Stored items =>
Content starts
use std::cell::Cell;
use std::rc::Rc;

use psgino::{PlayStatus, PsgPlayer, Psgino, PsginoZ, RegisterWriter, SlotConfig};

#[derive(Default)]
struct Recorder {
    writes: Vec<(u8, u8)>,
}

impl RegisterWriter for Recorder {
    fn write_register(&mut self, addr: u8, data: u8) {
        self.writes.push((addr, data));
    }
}

impl Recorder {
    fn take(&mut self) -> Vec<(u8, u8)> {
        std::mem::take(&mut self.writes)
    }
}

fn config() -> SlotConfig {
    SlotConfig::new(2_000_000.0)
}

#[test]
fn reset_runs_hook_and_rewrites_everything() -> anyhow::Result<()> {
    let calls = Rc::new(Cell::new(0));
    let seen = Rc::clone(&calls);

    let mut player = Psgino::new(config(), Recorder::default());
    player.set_reset_hook(move || seen.set(seen.get() + 1));
    player.set_mml("C", 0)?;
    player.play();
    player.proc();
    player.writer_mut().take();

    player.reset();
    assert_eq!(calls.get(), 1);
    let expected: Vec<(u8, u8)> = (0..16u8)
        .map(|addr| (addr, if addr == 7 { 0x3F } else { 0 }))
        .collect();
    assert_eq!(player.writer_mut().take(), expected);
    assert_eq!(player.status(), PlayStatus::Stopped);

    // Text was dropped; ticking does nothing
    player.play();
    player.proc();
    assert!(player.writer_mut().take().is_empty());
    Ok(())
}

#[test]
fn psgino_plays_to_end() -> anyhow::Result<()> {
    let mut player = Psgino::new(config(), Recorder::default());
    player.set_mml("L8 CDE", 0)?;
    player.play();

    let mut ticks = 0;
    while ticks < 1000 {
        player.proc();
        if player.status() == PlayStatus::Ended {
            break;
        }
        ticks += 1;
    }
    assert_eq!(ticks, 75);

    let writes = player.into_writer().writes;
    assert_eq!(writes.last(), Some(&(7, 0x3F)));
    Ok(())
}

#[test]
fn trait_object_dispatch() -> anyhow::Result<()> {
    let mut single = Psgino::new(config(), Recorder::default());
    single.set_mml("C", 0)?;
    let mut dual = PsginoZ::new(config(), Recorder::default());
    dual.set_mml("C", 0)?;

    let players: [&mut dyn PsgPlayer; 2] = [&mut single, &mut dual];
    for player in players {
        player.play();
        player.proc();
        assert!(player.is_playing());
    }
    assert_eq!(single.writer().writes, dual.writer().writes);
    Ok(())
}

#[test]
fn sound_effect_overrides_channel_c() -> anyhow::Result<()> {
    let mut player = PsginoZ::new(config(), Recorder::default());
    player.set_mml("V8 C1, V8 E1, V8 G1", 0)?;
    player.set_se_mml("V15 O6 C16", 0)?;
    player.play();
    player.proc();
    player.writer_mut().take();

    player.play_se();
    player.proc();
    assert_eq!(player.se_status(), PlayStatus::Playing);
    let writes = player.writer_mut().take();
    assert!(writes.contains(&(10, 15)));
    assert!(writes.iter().all(|w| w.0 != 8 && w.0 != 9));

    while player.se_status() == PlayStatus::Playing {
        player.proc();
    }
    assert_eq!(player.se_status(), PlayStatus::Ended);
    assert!(player.writer().writes.contains(&(10, 8)));
    assert!(player.is_playing());
    Ok(())
}

#[test]
fn se_callback_reports_channel_c() -> anyhow::Result<()> {
    let value = Rc::new(Cell::new((0u8, 0i32)));
    let sink = Rc::clone(&value);

    let mut player = PsginoZ::new(config(), Recorder::default());
    player.set_se_mml("@C42 C", 0)?;
    player.set_se_user_callback(move |ch, v| sink.set((ch, v)));
    player.play_se();
    player.proc();
    assert_eq!(value.get(), (2, 42));
    Ok(())
}
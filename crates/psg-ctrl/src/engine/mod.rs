//! Per-tick sub-engines driven by `Slot::control_psg`.
//!
//! Each engine owns its own small state machine and writes into the slot's
//! register image through the channel it belongs to. Writes made while the
//! channel is muted are quiet (no dirty bit).

pub mod envelope;
pub mod lfo;
pub mod noise_sweep;
pub mod pitch_bend;

pub use envelope::{EnvelopePhase, SoftEnvelope};
pub use lfo::{Lfo, LfoPhase};
pub use noise_sweep::NoiseSweep;
pub use pitch_bend::PitchBend;

use crate::fixed::{note_on_time_q12, rescale_ticks};

/// Timing inputs shared by engines whose durations depend on tempo.
#[derive(Debug, Clone, Copy, PartialEq, Eq)]
pub struct TickClock {
    /// Tick rate in Hz.
    pub proc_freq: u16,
    /// Channel tempo (quarter notes per minute).
    pub tempo: u16,
    /// Slot speed factor in percent.
    pub speed: u16,
}

impl TickClock {
    /// Duration of an n-th note in Q12 ticks.
    #[inline]
    pub fn note_q12(&self, len: u16, dots: u8) -> u32 {
        note_on_time_q12(len, self.tempo, dots, self.proc_freq, self.speed)
    }
}

/// Direction of a [`Ramp`].
#[derive(Debug, Clone, Copy, PartialEq, Eq, Default)]
pub enum RampPhase {
    /// Not started, or started with zero duration or no distance.
    #[default]
    Stop,
    /// Value increasing toward the target.
    Up,
    /// Value decreasing toward the target.
    Down,
    /// Target reached or time ran out.
    End,
}

/// Linear Q6 ramp that reaches its target in a fixed number of ticks.
#[derive(Debug, Clone, Copy, PartialEq, Eq, Default)]
pub struct Ramp {
    phase: RampPhase,
    value_q6: u32,
    target: u16,
    delta_q6: u32,
    remaining: u16,
}

impl Ramp {
    /// Begin ramping from `from` to `to` over `ticks` ticks.
    pub fn start(&mut self, from: u16, to: u16, ticks: u16) {
        self.value_q6 = (from as u32) << 6;
        self.target = to;
        self.remaining = ticks;
        if ticks == 0 {
            self.phase = RampPhase::Stop;
            self.delta_q6 = 0;
            return;
        }

        self.phase = match from.cmp(&to) {
            std::cmp::Ordering::Less => RampPhase::Up,
            std::cmp::Ordering::Greater => RampPhase::Down,
            std::cmp::Ordering::Equal => RampPhase::Stop,
        };
        self.delta_q6 = self.distance_q6() / ticks as u32;
    }

    /// Halt without reaching the target.
    pub fn stop(&mut self) {
        self.phase = RampPhase::Stop;
        self.remaining = 0;
    }

    /// Current phase.
    #[inline]
    pub fn phase(&self) -> RampPhase {
        self.phase
    }

    /// Ticks left before the ramp times out.
    #[inline]
    pub fn remaining(&self) -> u16 {
        self.remaining
    }

    /// Current integer value.
    #[inline]
    pub fn value(&self) -> u16 {
        (self.value_q6 >> 6) as u16
    }

    fn distance_q6(&self) -> u32 {
        self.value_q6.abs_diff((self.target as u32) << 6)
    }

    /// Advance one tick. Returns the new value while the ramp is moving.
    ///
    /// The tick that uses up the remaining time lands exactly on the target.
    pub fn tick(&mut self) -> Option<u16> {
        if self.remaining > 0 {
            self.remaining -= 1;
        } else if self.phase != RampPhase::Stop {
            self.phase = RampPhase::End;
        }

        let target_q6 = (self.target as u32) << 6;
        match self.phase {
            RampPhase::Stop | RampPhase::End => return None,
            RampPhase::Up => {
                if self.remaining == 0 || target_q6 - self.value_q6 <= self.delta_q6 {
                    self.value_q6 = target_q6;
                    self.phase = RampPhase::End;
                } else {
                    self.value_q6 += self.delta_q6;
                }
            }
            RampPhase::Down => {
                if self.remaining == 0 || self.value_q6 - target_q6 <= self.delta_q6 {
                    self.value_q6 = target_q6;
                    self.phase = RampPhase::End;
                } else {
                    self.value_q6 -= self.delta_q6;
                }
            }
        }
        Some(self.value())
    }

    /// Stretch the remaining time by a Q12 ratio and re-derive the step so
    /// the target is still reached when the time runs out.
    pub fn rescale(&mut self, ratio_q12: u32) {
        if !matches!(self.phase, RampPhase::Up | RampPhase::Down) {
            return;
        }
        self.remaining = rescale_ticks(self.remaining, ratio_q12);
        if self.remaining > 0 {
            self.delta_q6 = self.distance_q6() / self.remaining as u32;
        }
    }
}

#[cfg(test)]
mod tests {
    use super::*;

    #[test]
    fn test_ramp_reaches_target_on_last_tick() {
        let mut ramp = Ramp::default();
        ramp.start(100, 110, 4);
        assert_eq!(ramp.phase(), RampPhase::Up);
        let values: Vec<_> = std::iter::from_fn(|| ramp.tick()).collect();
        assert_eq!(values.last(), Some(&110));
        assert_eq!(values.len(), 4);
        assert_eq!(ramp.phase(), RampPhase::End);
    }

    #[test]
    fn test_ramp_down() {
        let mut ramp = Ramp::default();
        ramp.start(300, 200, 10);
        assert_eq!(ramp.phase(), RampPhase::Down);
        assert_eq!(ramp.tick(), Some(290));
        for _ in 0..9 {
            ramp.tick();
        }
        assert_eq!(ramp.value(), 200);
        assert_eq!(ramp.tick(), None);
    }

    #[test]
    fn test_ramp_zero_ticks_or_distance_stops() {
        let mut ramp = Ramp::default();
        ramp.start(100, 200, 0);
        assert_eq!(ramp.phase(), RampPhase::Stop);
        assert_eq!(ramp.tick(), None);

        ramp.start(100, 100, 5);
        assert_eq!(ramp.phase(), RampPhase::Stop);
        assert_eq!(ramp.tick(), None);
    }

    #[test]
    fn test_ramp_rescale_keeps_target() {
        let mut ramp = Ramp::default();
        ramp.start(0, 64, 8);
        ramp.tick();
        ramp.rescale(1 << 13); // twice as long
        assert_eq!(ramp.remaining(), 14);
        let mut last = 0;
        while let Some(v) = ramp.tick() {
            last = v;
        }
        assert_eq!(last, 64);
    }
}
mod highlight;
mod highlighter;

pub use highlight::Highlight;
pub use highlighter::Highlighter;

use serde::{Deserialize, Serialize};

use crate::core::Rounding;

/// Default pointer-to-entry cut-off in pixels.
pub const DEFAULT_MAX_HIGHLIGHT_DISTANCE_PX: f64 = 500.0;

/// Flags that shape pointer resolution.
#[derive(Debug, Clone, Copy, PartialEq, Serialize, Deserialize)]
pub struct HighlightBehavior {
    /// Select whole stacked bars instead of single slices; distance ignores y.
    pub highlight_full_bar_enabled: bool,
    /// Select by x-value across data sets; distance ignores y.
    pub group_selection_enabled: bool,
    pub rounding: Rounding,
    /// Candidates farther than this from the pointer are ignored.
    pub max_highlight_distance_px: f64,
}

impl Default for HighlightBehavior {
    fn default() -> Self {
        Self {
            highlight_full_bar_enabled: false,
            group_selection_enabled: false,
            rounding: Rounding::Closest,
            max_highlight_distance_px: DEFAULT_MAX_HIGHLIGHT_DISTANCE_PX,
        }
    }
}

/// Current selection held by the engine.
#[derive(Debug, Clone, Copy, PartialEq, Default)]
pub struct SelectionState {
    highlighted: Option<Highlight>,
}

impl SelectionState {
    #[must_use]
    pub fn highlighted(self) -> Option<Highlight> {
        self.highlighted
    }

    #[must_use]
    pub fn has_selection(self) -> bool {
        self.highlighted.is_some()
    }

    pub fn select(&mut self, highlight: Option<Highlight>) {
        self.highlighted = highlight;
    }

    pub fn clear(&mut self) {
        self.highlighted = None;
    }

    /// Tap semantics: selecting the current target again deselects it.
    ///
    /// Returns the selection after the toggle.
    pub fn toggle(&mut self, highlight: Option<Highlight>) -> Option<Highlight> {
        self.highlighted = match (self.highlighted, highlight) {
            (Some(current), Some(next)) if current.same_target(&next) => None,
            (_, next) => next,
        };
        self.highlighted
    }
}
use crate::error::ChartResult;
use crate::render::{GeometryFrame, GeometryRenderer};

/// No-op renderer used by tests and headless engine usage.
///
/// It still validates frame content so tests can catch invalid geometry
/// before a real backend is attached.
#[derive(Debug, Default)]
pub struct NullRenderer {
    pub last_bar_count: usize,
    pub last_point_count: usize,
    pub last_highlight_count: usize,
    pub frames_rendered: u64,
}

impl GeometryRenderer for NullRenderer {
    fn render(&mut self, frame: &GeometryFrame) -> ChartResult<()> {
        frame.validate()?;
        self.last_bar_count = frame.bar_count();
        self.last_point_count = frame.point_count();
        self.last_highlight_count = frame.highlight_rects.len();
        self.frames_rendered += 1;
        Ok(())
    }
}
Content ends
Begin with the line above that has "ramp.start(100, 100, 5);" and continue through the line that has "by the engine.", setting each one down exactly. Stop there.

        ramp.start(100, 100, 5);
        assert_eq!(ramp.phase(), RampPhase::Stop);
        assert_eq!(ramp.tick(), None);
    }

    #[test]
    fn test_ramp_rescale_keeps_target() {
        let mut ramp = Ramp::default();
        ramp.start(0, 64, 8);
        ramp.tick();
        ramp.rescale(1 << 13); // twice as long
        assert_eq!(ramp.remaining(), 14);
        let mut last = 0;
        while let Some(v) = ramp.tick() {
            last = v;
        }
        assert_eq!(last, 64);
    }
}
mod highlight;
mod highlighter;

pub use highlight::Highlight;
pub use highlighter::Highlighter;

use serde::{Deserialize, Serialize};

use crate::core::Rounding;

/// Default pointer-to-entry cut-off in pixels.
pub const DEFAULT_MAX_HIGHLIGHT_DISTANCE_PX: f64 = 500.0;

/// Flags that shape pointer resolution.
#[derive(Debug, Clone, Copy, PartialEq, Serialize, Deserialize)]
pub struct HighlightBehavior {
    /// Select whole stacked bars instead of single slices; distance ignores y.
    pub highlight_full_bar_enabled: bool,
    /// Select by x-value across data sets; distance ignores y.
    pub group_selection_enabled: bool,
    pub rounding: Rounding,
    /// Candidates farther than this from the pointer are ignored.
    pub max_highlight_distance_px: f64,
}

impl Default for HighlightBehavior {
    fn default() -> Self {
        Self {
            highlight_full_bar_enabled: false,
            group_selection_enabled: false,
            rounding: Rounding::Closest,
            max_highlight_distance_px: DEFAULT_MAX_HIGHLIGHT_DISTANCE_PX,
        }
    }
}

/// Current selection held by the engine.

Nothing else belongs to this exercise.